Aliomenti Saga 6: Stark Cataclysm Read online




  Stark Cataclysm

  The Aliomenti Saga — Book Six

  by Alex Albrinck

  Copyright (c) 2014 by Alex Albrinck. All rights reserved.

  Cover design: Karri Klawiter (http://artbykarri.com)

  Sign up for my newsletter for new release announcements!

  The Aliomenti Saga

  A Question of Will (2012)*

  Preserving Hope (2012)*

  Ascent of the Aliomenti (2013)*

  Birth of the Alliance (2013)

  Preserving Will (2013)

  Stark Cataclysm (2014)

  “Book 7” (TBD)

  *Part of The Aliomenti Saga Box Set (2013)

  Contents

  Title

  Prologue

  I Taken

  II Sand

  III Invention

  IV Escape

  V Formula

  VI Fifteen

  VII Reconciled

  VIII Spy

  IX Abaddon

  X Selfless

  XI Resolve

  XII Rebuilding

  XIII Transporter

  XIV Immersion

  XV Retrieval

  XVI Testing

  XVII Walkthrough

  XVIII Return

  XIX Detour

  XX Angel

  XXI Adam

  XXII Mechanic

  XXIII Fil

  XXIV Freedom

  XXV Preparation

  Prologue

  Fil Trask sat in his office, staring at a series of numbers until his eyes glazed over.

  The phone rang.

  He glanced at the caller identification and frowned before activating the phone. “Hi, Judith. It’s been a while.”

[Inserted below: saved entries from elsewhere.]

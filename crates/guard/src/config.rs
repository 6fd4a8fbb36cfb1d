//! Guard configuration.
//!
//! Plain data with defaults; there is no file or environment loading —
//! hosts construct this in code when wiring the guard.

use std::time::Duration;

use serde::{Deserialize, Serialize};

use crate::policy::MAX_UPLOAD_BYTES;

/// Default banner auto-dismiss delay (5 seconds).
pub const DEFAULT_DISMISS_DELAY_MS: u64 = 5000;

/// Configuration for [`InputGuard`](crate::guard::InputGuard).
#[derive(Debug, Clone, PartialEq, Eq, Serialize, Deserialize)]
pub struct GuardConfig {
    /// Banner auto-dismiss delay in milliseconds.
    pub dismiss_delay_ms: u64,

    /// Upload size ceiling in bytes, applied to every managed control.
    pub max_upload_bytes: u64,
}

impl Default for GuardConfig {
    fn default() -> Self {
        Self {
            dismiss_delay_ms: DEFAULT_DISMISS_DELAY_MS,
            max_upload_bytes: MAX_UPLOAD_BYTES,
        }
    }
}

impl GuardConfig {
    /// Set the auto-dismiss delay.
    pub fn dismiss_delay(mut self, delay: Duration) -> Self {
        self.dismiss_delay_ms = delay.as_millis() as u64;
        self
    }

    /// Set the upload size ceiling.
    pub fn max_upload_bytes(mut self, max: u64) -> Self {
        self.max_upload_bytes = max;
        self
    }

    /// The auto-dismiss delay as a [`Duration`].
    pub fn dismiss_delay_duration(&self) -> Duration {
        Duration::from_millis(self.dismiss_delay_ms)
    }
}
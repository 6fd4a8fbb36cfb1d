//! Banner auto-dismiss timers.
//!
//! One one-shot task per banner present at initialization, all with the
//! same fixed delay. Timers are never cancelled: a banner the user already
//! dismissed, or one without a dismiss affordance, makes the late firing a
//! quiet no-op. Banners added after initialization are not covered.

use std::time::Duration;

use tokio::task::JoinHandle;
use tracing::{debug, info};

use crate::document::Document;

/// Handle over the spawned auto-dismiss tasks.
///
/// Dropping the handle detaches the tasks; they keep running. Tests (and
/// hosts that drain on shutdown) can [`join`](AutoDismiss::join) instead.
#[derive(Debug)]
pub struct AutoDismiss {
    handles: Vec<JoinHandle<()>>,
}

impl AutoDismiss {
    /// Number of scheduled timers.
    pub fn len(&self) -> usize {
        self.handles.len()
    }

    /// Whether no timers were scheduled.
    pub fn is_empty(&self) -> bool {
        self.handles.is_empty()
    }

    /// Wait for every timer to fire.
    pub async fn join(self) {
        for handle in self.handles {
            // A task only panics if dismissal itself panics, which it cannot.
            let _ = handle.await;
        }
    }
}

/// Schedule one dismiss timer per banner currently in the document.
pub(crate) fn schedule(document: &Document, delay: Duration) -> AutoDismiss {
    let count = document.banner_count();
    let mut handles = Vec::with_capacity(count);

    for index in 0..count {
        let document = document.clone();
        handles.push(tokio::spawn(async move {
            tokio::time::sleep(delay).await;
            if document.dismiss_banner(index) {
                info!(banner = index, "auto-dismissed banner");
            } else {
                debug!(banner = index, "auto-dismiss was a no-op");
            }
        }));
    }

    if count > 0 {
        debug!(banners = count, delay_ms = delay.as_millis() as u64, "scheduled auto-dismiss");
    }

    AutoDismiss { handles }
}

#[cfg(test)]
// Tests are allowed to use unwrap/expect freely.
#[allow(clippy::unwrap_used, clippy::expect_used)]
mod tests {
    use super::*;
    use crate::document::{Banner, Severity};

    #[tokio::test(start_paused = true)]
    async fn test_banners_dismissed_after_delay() {
        let doc = Document::builder()
            .banner(Banner::new(Severity::Success, "uploaded"))
            .banner(Banner::new(Severity::Warning, "slow OCR"))
            .build()
            .unwrap();

        let timers = schedule(&doc, Duration::from_millis(5000));
        assert_eq!(timers.len(), 2);

        tokio::time::advance(Duration::from_millis(5001)).await;
        timers.join().await;

        assert!(doc.visible_banners().is_empty());
        assert!(doc.banner(0).unwrap().dismissed);
        assert!(doc.banner(1).unwrap().dismissed);
    }

    #[tokio::test(start_paused = true)]
    async fn test_non_dismissible_banner_untouched() {
        let doc = Document::builder()
            .banner(Banner::new(Severity::Error, "evaluation failed").not_dismissible())
            .build()
            .unwrap();

        let timers = schedule(&doc, Duration::from_millis(5000));
        tokio::time::advance(Duration::from_millis(6000)).await;
        timers.join().await;

        let banner = doc.banner(0).unwrap();
        assert!(!banner.dismissed);
        assert_eq!(doc.visible_banners().len(), 1);
    }

    #[tokio::test(start_paused = true)]
    async fn test_user_dismissal_wins_quietly() {
        let doc = Document::builder()
            .banner(Banner::new(Severity::Info, "welcome back"))
            .build()
            .unwrap();

        let timers = schedule(&doc, Duration::from_millis(5000));

        // User clicks the affordance before the timer fires.
        assert!(doc.dismiss_banner(0));

        tokio::time::advance(Duration::from_millis(5001)).await;
        timers.join().await;

        assert!(doc.banner(0).unwrap().dismissed);
    }

    #[tokio::test]
    async fn test_no_banners_no_timers() {
        let doc = Document::builder().build().unwrap();
        let timers = schedule(&doc, Duration::from_millis(1));
        assert!(timers.is_empty());
        timers.join().await;
    }
}
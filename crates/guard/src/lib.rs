//! Markwell input guard.
//!
//! Client-side style pre-submission checks for grading forms: an extension
//! allow-list and size cap on the answer-sheet and answer-key uploads, plus
//! auto-dismiss timers for notification banners. Convenience checks only —
//! any real correctness or security guarantee belongs to the backend
//! collaborator that receives the upload.

pub mod config;
pub mod dismiss;
pub mod document;
pub mod error;
pub mod filename;
pub mod guard;
pub mod policy;
pub mod report;

pub use config::GuardConfig;
pub use dismiss::AutoDismiss;
pub use document::{Banner, Document, SelectedFile, Severity};
pub use error::GuardError;
pub use guard::InputGuard;
pub use policy::{SuffixSet, UploadPolicy, Violation};
pub use report::{LogReporter, ValidationReporter};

  “They’re gone, Fil.” Her voice quavered.

  He felt his insides go numb as he stared at the phone.

  The Alliance had provided round-the-clock volunteer observation of his wife and daughter for five years. The surveillance wasn’t intrusive; Alliance members stayed in nearby houses, dined at nearby restaurant tables, walked on nearby streets.

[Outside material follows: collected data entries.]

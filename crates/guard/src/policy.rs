//! Upload validation policy.
//!
//! Pure checks with no UI dependency: a policy inspects a
//! [`SelectedFile`] and returns the violations it finds. Feedback and
//! corrective action live in the guard, not here.

use serde::{Deserialize, Serialize};

use crate::document::SelectedFile;

/// Maximum upload size (16 MiB).
pub const MAX_UPLOAD_BYTES: u64 = 16 * 1024 * 1024;

/// Well-known control id for the answer-sheet upload.
pub const ANSWER_SHEET_INPUT: &str = "answer-sheet";

/// Well-known control id for the answer-key upload.
pub const ANSWER_KEY_INPUT: &str = "answer-key";

/// Ordered, case-insensitive allow-list of file-name suffixes.
#[derive(Debug, Clone, PartialEq, Eq, Serialize, Deserialize)]
pub struct SuffixSet {
    entries: Vec<String>,
}

impl SuffixSet {
    /// Create a suffix set. Entries are lowercased; order is preserved.
    pub fn new<I, S>(entries: I) -> Self
    where
        I: IntoIterator<Item = S>,
        S: Into<String>,
    {
        Self {
            entries: entries
                .into_iter()
                .map(|s| s.into().to_lowercase())
                .collect(),
        }
    }

    /// Whether the lowercased candidate is in the set.
    pub fn contains(&self, suffix: &str) -> bool {
        let candidate = suffix.to_lowercase();
        self.entries.iter().any(|e| *e == candidate)
    }

    /// The entries, in declaration order.
    pub fn entries(&self) -> &[String] {
        &self.entries
    }
}

impl std::fmt::Display for SuffixSet {
    fn fmt(&self, f: &mut std::fmt::Formatter<'_>) -> std::fmt::Result {
        f.write_str(&self.entries.join(", "))
    }
}

/// A single validation violation.
///
/// Exactly two kinds exist; both are reported identically (user-facing
/// message plus corrective reset) and neither is a Rust error.
#[derive(Debug, Clone, PartialEq, Eq, Serialize, Deserialize)]
#[serde(tag = "kind", rename_all = "snake_case")]
pub enum Violation {
    /// The file-name suffix is not in the control's allowed set.
    DisallowedType {
        /// Derived (lowercased) suffix of the offending file.
        suffix: String,
        /// The allowed set, rendered for user display.
        allowed: String,
    },

    /// The file exceeds the size ceiling.
    TooLarge {
        /// Actual size in bytes.
        size: u64,
        /// Ceiling in bytes.
        limit: u64,
    },
}

impl std::fmt::Display for Violation {
    fn fmt(&self, f: &mut std::fmt::Formatter<'_>) -> std::fmt::Result {
        match self {
            Violation::DisallowedType { suffix, allowed } => {
                write!(f, "file type not allowed: {suffix} (allowed: {allowed})")
            }
            Violation::TooLarge { size, limit } => {
                write!(f, "file too large: {size} bytes (max {limit} bytes)")
            }
        }
    }
}

/// Validation policy for one managed control.
#[derive(Debug, Clone, PartialEq, Eq, Serialize, Deserialize)]
pub struct UploadPolicy {
    allowed: SuffixSet,
    max_bytes: u64,
}

impl UploadPolicy {
    /// Create a policy from an allowed-suffix set and a size ceiling.
    pub fn new(allowed: SuffixSet, max_bytes: u64) -> Self {
        Self { allowed, max_bytes }
    }

    /// The allowed-suffix set.
    pub fn allowed(&self) -> &SuffixSet {
        &self.allowed
    }

    /// Run both checks against a selected file.
    ///
    /// The checks are independent: a wrong-typed oversized file yields both
    /// violations, type first, then size. An empty vec means the selection
    /// is valid.
    pub fn check(&self, file: &SelectedFile) -> Vec<Violation> {
        let mut violations = Vec::new();

        let suffix = file.suffix();
        if !self.allowed.contains(&suffix) {
            violations.push(Violation::DisallowedType {
                suffix,
                allowed: self.allowed.to_string(),
            });
        }

        if file.size > self.max_bytes {
            violations.push(Violation::TooLarge {
                size: file.size,
                limit: self.max_bytes,
            });
        }

        violations
    }
}

/// Policy for the answer-sheet control: image and PDF types.
pub fn answer_sheet_policy(max_bytes: u64) -> UploadPolicy {
    UploadPolicy::new(SuffixSet::new(["jpg", "jpeg", "png", "pdf"]), max_bytes)
}

/// Policy for the answer-key control: image, PDF, and plain-text types.
pub fn answer_key_policy(max_bytes: u64) -> UploadPolicy {
    UploadPolicy::new(
        SuffixSet::new(["jpg", "jpeg", "png", "pdf", "txt"]),
        max_bytes,
    )
}
//! Validation failure reporting seam.
//!
//! The guard hands every violation to a [`ValidationReporter`] and then
//! applies the corrective reset itself. Hosts with a real UI plug in a
//! modal/toast implementation; the shipped default logs a warning.

use tracing::warn;

use crate::policy::Violation;

/// Surface a validation failure to the user.
///
/// Called synchronously, once per violation, in check order. Implementations
/// must not assume a violation terminates the event: both checks can fire
/// for one change.
pub trait ValidationReporter: Send + Sync {
    /// Report one violation on the named control.
    fn report(&self, input_id: &str, violation: &Violation);
}

/// Default reporter: structured warning per violation.
#[derive(Debug, Default, Clone, Copy)]
pub struct LogReporter;

impl ValidationReporter for LogReporter {
    fn report(&self, input_id: &str, violation: &Violation) {
        warn!(input = input_id, %violation, "upload rejected");
    }
}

  Judith and Peter had monitoring duty that day. They’d likely gone to get lunch, stepping away as so many had during the long days of dullness.

  When they’d returned to check on the house, they’d found nothing.

  “Did they go out?” He tried to keep his voice steady, tried to find a logical explanation that had a positive ending.

  “There was a note, Fil.”

  His phone buzzed. He glanced down, pulled up the image she’d sent. A handwritten note.

  Lost something? We’ll be in touch.

  Fil hung up the phone. His breathing had gone shallow, his eyes wide, his pulse racing.

  They’d taken his family.

  There was a knock at the door. He was on his feet in an instant. “Come in.”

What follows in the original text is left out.